*Source data*:
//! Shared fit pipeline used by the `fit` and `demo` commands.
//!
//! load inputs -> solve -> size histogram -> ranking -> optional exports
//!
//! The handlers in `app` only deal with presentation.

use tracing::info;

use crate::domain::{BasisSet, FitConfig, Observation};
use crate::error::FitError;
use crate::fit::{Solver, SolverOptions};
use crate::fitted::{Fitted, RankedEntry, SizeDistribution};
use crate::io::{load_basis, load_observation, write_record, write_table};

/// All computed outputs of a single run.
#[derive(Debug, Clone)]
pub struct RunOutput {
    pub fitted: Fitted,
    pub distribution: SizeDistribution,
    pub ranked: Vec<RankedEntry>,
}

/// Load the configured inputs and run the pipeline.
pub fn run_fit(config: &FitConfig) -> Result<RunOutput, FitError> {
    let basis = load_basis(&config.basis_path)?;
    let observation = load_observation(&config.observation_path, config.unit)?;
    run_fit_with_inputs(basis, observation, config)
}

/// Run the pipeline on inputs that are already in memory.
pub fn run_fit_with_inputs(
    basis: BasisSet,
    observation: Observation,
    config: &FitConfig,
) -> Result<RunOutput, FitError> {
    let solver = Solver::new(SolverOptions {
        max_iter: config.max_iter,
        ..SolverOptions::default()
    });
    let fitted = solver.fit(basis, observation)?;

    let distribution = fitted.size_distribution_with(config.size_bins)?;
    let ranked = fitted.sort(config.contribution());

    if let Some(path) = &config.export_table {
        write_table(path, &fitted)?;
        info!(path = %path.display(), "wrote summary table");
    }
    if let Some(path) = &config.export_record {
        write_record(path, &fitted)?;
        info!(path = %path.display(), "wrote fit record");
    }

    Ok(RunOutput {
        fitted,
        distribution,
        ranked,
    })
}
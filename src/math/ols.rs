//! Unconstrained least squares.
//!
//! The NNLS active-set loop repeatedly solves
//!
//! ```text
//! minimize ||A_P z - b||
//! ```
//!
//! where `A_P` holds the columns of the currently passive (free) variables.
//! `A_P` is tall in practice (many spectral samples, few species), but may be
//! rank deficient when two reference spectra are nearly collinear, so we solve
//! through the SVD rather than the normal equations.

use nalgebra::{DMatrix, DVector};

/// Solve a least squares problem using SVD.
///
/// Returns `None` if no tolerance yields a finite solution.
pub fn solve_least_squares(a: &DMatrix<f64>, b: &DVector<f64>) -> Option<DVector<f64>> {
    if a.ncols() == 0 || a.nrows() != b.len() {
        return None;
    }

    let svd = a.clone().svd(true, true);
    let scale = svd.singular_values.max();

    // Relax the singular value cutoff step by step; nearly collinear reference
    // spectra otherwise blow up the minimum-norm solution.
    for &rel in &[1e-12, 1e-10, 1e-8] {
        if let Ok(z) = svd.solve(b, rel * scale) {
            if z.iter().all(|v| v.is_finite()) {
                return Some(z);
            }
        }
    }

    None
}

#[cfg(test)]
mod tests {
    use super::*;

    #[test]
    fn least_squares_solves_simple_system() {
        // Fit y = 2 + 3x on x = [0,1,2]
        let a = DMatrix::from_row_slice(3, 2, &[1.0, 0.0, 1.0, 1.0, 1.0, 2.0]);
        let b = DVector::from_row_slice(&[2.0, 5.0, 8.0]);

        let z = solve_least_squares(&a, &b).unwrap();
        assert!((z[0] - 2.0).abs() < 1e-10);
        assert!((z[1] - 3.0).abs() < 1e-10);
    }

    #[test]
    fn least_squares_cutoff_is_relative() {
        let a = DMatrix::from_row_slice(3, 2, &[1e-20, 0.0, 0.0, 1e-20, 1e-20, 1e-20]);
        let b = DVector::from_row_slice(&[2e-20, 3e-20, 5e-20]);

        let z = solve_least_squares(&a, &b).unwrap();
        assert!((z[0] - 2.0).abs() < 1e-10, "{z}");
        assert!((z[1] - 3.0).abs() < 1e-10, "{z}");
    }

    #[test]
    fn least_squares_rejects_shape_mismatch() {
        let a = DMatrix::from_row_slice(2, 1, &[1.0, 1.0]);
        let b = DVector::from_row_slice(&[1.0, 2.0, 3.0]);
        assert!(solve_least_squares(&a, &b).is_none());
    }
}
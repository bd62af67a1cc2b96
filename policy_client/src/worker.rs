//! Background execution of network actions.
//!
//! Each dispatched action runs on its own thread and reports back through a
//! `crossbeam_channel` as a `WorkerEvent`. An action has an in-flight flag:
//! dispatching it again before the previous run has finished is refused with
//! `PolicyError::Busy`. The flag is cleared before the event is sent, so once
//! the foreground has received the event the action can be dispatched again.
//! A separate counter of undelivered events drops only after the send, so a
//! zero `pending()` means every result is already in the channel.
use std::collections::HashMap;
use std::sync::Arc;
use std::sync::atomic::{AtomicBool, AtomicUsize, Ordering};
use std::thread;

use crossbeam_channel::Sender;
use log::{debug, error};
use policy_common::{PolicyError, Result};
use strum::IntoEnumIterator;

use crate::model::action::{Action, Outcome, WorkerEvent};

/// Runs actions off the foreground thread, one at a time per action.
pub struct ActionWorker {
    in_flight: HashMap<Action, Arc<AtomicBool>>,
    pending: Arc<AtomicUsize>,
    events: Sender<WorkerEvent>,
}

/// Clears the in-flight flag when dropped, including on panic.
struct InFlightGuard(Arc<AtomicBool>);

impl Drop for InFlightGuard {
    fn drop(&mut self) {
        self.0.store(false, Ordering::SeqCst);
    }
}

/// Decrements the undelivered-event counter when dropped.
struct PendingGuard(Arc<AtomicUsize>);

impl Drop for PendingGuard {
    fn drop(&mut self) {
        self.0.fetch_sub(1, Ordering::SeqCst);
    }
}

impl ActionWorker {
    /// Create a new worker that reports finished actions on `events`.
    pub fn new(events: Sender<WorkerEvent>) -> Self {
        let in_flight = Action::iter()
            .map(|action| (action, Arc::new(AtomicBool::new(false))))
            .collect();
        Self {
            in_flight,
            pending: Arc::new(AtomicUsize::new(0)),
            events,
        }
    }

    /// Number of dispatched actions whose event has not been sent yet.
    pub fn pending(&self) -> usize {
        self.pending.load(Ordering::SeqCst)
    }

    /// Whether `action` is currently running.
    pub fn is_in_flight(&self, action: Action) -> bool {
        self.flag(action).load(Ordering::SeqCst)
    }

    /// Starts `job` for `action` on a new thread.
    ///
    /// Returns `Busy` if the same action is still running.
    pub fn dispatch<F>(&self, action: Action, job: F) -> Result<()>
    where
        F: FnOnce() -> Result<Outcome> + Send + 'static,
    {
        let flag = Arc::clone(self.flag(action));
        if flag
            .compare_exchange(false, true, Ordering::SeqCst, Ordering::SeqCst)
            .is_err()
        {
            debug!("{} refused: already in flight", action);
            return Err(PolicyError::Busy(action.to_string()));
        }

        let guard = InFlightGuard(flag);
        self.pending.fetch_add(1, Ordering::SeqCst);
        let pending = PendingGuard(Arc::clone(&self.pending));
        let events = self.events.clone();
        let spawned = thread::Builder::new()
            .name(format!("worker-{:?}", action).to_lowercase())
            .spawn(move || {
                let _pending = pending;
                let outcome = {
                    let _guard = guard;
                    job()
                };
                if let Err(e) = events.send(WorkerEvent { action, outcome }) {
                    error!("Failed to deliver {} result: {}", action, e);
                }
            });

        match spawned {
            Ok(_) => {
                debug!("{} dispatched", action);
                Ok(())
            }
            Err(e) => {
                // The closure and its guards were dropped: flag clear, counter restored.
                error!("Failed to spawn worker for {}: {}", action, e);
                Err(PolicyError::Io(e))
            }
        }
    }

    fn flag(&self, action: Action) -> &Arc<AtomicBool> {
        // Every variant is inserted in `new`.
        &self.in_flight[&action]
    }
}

--

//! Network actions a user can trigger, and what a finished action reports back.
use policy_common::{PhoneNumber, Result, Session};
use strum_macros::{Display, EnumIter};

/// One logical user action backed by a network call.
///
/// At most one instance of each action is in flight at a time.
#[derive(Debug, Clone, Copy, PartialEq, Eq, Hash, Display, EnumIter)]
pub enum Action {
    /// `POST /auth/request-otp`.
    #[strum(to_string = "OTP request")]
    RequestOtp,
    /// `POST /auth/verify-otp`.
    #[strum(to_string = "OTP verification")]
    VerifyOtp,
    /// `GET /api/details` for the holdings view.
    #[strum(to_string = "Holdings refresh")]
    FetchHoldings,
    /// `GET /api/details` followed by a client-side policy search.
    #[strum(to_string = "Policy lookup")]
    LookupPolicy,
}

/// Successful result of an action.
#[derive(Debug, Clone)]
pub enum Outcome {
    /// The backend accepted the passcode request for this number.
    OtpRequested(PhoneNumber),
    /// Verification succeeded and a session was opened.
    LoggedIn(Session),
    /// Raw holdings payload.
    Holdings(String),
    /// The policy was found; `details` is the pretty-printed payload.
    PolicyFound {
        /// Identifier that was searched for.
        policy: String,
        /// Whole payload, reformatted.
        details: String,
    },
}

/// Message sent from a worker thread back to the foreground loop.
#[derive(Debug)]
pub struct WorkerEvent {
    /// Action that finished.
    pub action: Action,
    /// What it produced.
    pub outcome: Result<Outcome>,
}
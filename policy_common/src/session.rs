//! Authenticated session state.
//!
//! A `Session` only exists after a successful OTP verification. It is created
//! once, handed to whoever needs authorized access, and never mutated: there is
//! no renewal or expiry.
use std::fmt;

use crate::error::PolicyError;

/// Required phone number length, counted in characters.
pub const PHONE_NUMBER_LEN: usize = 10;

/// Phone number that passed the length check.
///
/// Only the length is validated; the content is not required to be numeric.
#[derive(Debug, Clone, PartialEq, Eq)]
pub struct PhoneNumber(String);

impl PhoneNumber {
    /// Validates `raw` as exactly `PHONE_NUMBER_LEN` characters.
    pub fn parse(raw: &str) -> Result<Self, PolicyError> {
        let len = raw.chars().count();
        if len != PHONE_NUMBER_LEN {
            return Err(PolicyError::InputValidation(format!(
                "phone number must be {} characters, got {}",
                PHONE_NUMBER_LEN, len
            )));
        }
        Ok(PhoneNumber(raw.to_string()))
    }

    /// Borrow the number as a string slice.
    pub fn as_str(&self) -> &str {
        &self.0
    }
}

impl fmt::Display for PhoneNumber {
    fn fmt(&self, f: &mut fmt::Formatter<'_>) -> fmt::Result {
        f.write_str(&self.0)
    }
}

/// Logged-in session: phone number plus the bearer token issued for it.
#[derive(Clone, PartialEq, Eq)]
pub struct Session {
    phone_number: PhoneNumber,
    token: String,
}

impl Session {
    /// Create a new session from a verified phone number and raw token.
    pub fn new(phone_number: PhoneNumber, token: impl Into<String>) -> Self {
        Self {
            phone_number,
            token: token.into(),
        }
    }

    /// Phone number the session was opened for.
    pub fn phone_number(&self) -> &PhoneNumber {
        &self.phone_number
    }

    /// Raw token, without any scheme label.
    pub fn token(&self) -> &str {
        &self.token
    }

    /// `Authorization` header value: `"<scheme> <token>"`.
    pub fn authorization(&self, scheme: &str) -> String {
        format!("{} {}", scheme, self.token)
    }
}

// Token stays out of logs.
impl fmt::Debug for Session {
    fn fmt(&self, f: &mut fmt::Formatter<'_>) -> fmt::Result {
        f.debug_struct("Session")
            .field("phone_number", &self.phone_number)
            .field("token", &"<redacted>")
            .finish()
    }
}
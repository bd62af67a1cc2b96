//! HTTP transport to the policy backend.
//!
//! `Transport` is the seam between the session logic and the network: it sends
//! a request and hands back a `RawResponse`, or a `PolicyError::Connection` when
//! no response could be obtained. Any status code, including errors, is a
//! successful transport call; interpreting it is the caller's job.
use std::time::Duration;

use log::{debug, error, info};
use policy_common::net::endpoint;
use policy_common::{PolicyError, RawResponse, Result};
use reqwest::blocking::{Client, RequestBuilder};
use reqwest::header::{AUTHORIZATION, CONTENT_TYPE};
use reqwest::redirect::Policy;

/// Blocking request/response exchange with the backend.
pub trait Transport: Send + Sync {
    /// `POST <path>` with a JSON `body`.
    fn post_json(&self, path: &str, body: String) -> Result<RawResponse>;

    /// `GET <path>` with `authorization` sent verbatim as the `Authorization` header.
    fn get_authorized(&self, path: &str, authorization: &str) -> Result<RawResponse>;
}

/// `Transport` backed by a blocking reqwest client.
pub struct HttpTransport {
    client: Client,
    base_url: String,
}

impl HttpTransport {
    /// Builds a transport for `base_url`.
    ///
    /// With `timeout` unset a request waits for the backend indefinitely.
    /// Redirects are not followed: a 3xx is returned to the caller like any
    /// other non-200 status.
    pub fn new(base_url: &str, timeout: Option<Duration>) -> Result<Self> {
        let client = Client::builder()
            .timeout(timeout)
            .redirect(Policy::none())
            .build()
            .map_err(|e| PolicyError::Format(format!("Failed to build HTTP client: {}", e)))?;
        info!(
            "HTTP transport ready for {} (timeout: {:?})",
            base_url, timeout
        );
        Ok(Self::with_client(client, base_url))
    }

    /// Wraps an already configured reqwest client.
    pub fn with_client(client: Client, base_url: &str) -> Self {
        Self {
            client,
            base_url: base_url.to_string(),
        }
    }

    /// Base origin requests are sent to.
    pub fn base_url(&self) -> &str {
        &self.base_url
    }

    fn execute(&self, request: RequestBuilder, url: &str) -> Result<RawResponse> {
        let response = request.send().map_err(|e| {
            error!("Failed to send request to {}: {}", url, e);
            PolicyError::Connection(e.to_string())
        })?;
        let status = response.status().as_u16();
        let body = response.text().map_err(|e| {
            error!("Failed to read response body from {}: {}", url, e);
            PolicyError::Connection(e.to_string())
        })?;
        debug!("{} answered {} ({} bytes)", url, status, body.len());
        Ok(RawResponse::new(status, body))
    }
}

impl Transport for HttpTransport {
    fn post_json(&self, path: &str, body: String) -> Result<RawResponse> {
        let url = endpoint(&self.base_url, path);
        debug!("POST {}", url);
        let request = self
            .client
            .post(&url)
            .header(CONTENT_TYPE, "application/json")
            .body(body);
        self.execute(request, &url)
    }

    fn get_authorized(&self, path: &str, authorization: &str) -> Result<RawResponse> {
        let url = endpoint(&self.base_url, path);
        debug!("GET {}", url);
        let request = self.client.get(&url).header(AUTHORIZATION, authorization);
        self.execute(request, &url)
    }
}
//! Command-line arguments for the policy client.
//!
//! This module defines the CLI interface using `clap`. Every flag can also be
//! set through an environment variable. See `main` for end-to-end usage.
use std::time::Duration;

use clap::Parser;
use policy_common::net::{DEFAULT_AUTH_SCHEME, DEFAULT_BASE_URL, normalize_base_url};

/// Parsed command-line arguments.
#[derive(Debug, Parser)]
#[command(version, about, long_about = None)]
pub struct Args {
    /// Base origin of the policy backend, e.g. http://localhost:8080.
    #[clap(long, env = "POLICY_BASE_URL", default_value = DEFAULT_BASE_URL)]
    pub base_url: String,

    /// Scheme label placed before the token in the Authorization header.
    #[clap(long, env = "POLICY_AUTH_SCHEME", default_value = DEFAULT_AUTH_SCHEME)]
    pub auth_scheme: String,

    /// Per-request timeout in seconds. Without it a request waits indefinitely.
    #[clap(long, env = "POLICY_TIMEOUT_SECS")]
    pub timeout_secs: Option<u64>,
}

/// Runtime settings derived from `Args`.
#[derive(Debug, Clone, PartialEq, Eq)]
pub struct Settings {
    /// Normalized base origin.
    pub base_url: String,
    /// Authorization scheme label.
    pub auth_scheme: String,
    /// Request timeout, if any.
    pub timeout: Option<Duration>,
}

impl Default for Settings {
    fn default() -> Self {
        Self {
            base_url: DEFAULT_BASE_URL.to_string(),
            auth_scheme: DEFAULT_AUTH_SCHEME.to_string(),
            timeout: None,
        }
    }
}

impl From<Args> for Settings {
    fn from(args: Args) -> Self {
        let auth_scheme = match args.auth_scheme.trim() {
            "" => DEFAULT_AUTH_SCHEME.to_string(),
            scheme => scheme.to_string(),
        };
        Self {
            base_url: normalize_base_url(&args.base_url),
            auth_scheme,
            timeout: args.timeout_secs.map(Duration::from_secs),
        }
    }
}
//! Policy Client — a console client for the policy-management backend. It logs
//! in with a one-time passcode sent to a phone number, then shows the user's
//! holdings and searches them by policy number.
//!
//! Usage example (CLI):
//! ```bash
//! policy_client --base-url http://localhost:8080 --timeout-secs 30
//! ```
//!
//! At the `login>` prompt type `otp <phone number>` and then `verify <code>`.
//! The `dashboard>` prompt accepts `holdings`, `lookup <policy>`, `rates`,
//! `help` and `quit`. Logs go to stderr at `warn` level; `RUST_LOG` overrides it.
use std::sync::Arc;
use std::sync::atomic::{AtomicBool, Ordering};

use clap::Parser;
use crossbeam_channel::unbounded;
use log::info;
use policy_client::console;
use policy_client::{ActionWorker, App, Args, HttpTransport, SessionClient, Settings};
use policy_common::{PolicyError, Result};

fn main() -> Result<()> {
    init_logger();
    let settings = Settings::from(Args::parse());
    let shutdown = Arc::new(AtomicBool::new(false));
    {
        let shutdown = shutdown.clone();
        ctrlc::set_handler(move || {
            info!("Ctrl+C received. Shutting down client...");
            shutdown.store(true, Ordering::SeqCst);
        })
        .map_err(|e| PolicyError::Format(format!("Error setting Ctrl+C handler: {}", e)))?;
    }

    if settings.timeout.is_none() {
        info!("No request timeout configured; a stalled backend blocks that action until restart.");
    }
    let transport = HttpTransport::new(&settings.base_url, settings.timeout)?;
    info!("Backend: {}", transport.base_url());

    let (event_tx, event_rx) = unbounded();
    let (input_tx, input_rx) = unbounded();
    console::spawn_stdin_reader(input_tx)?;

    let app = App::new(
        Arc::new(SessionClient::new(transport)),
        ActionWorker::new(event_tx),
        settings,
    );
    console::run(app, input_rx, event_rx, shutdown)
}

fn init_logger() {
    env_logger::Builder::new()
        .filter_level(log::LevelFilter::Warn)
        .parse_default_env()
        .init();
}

*Exercise directions*:
Everything from the line with "Shared fit pipeline" through the line with "run the pipeline." in the listing above must be retyped exactly, with nothing added.

*Reply*:
//! Shared fit pipeline used by the `fit` and `demo` commands.
//!
//! load inputs -> solve -> size histogram -> ranking -> optional exports
//!
//! The handlers in `app` only deal with presentation.

use tracing::info;

use crate::domain::{BasisSet, FitConfig, Observation};
use crate::error::FitError;
use crate::fit::{Solver, SolverOptions};
use crate::fitted::{Fitted, RankedEntry, SizeDistribution};
use crate::io::{load_basis, load_observation, write_record, write_table};

/// All computed outputs of a single run.
#[derive(Debug, Clone)]
pub struct RunOutput {
    pub fitted: Fitted,
    pub distribution: SizeDistribution,
    pub ranked: Vec<RankedEntry>,
}

/// Load the configured inputs and run the pipeline.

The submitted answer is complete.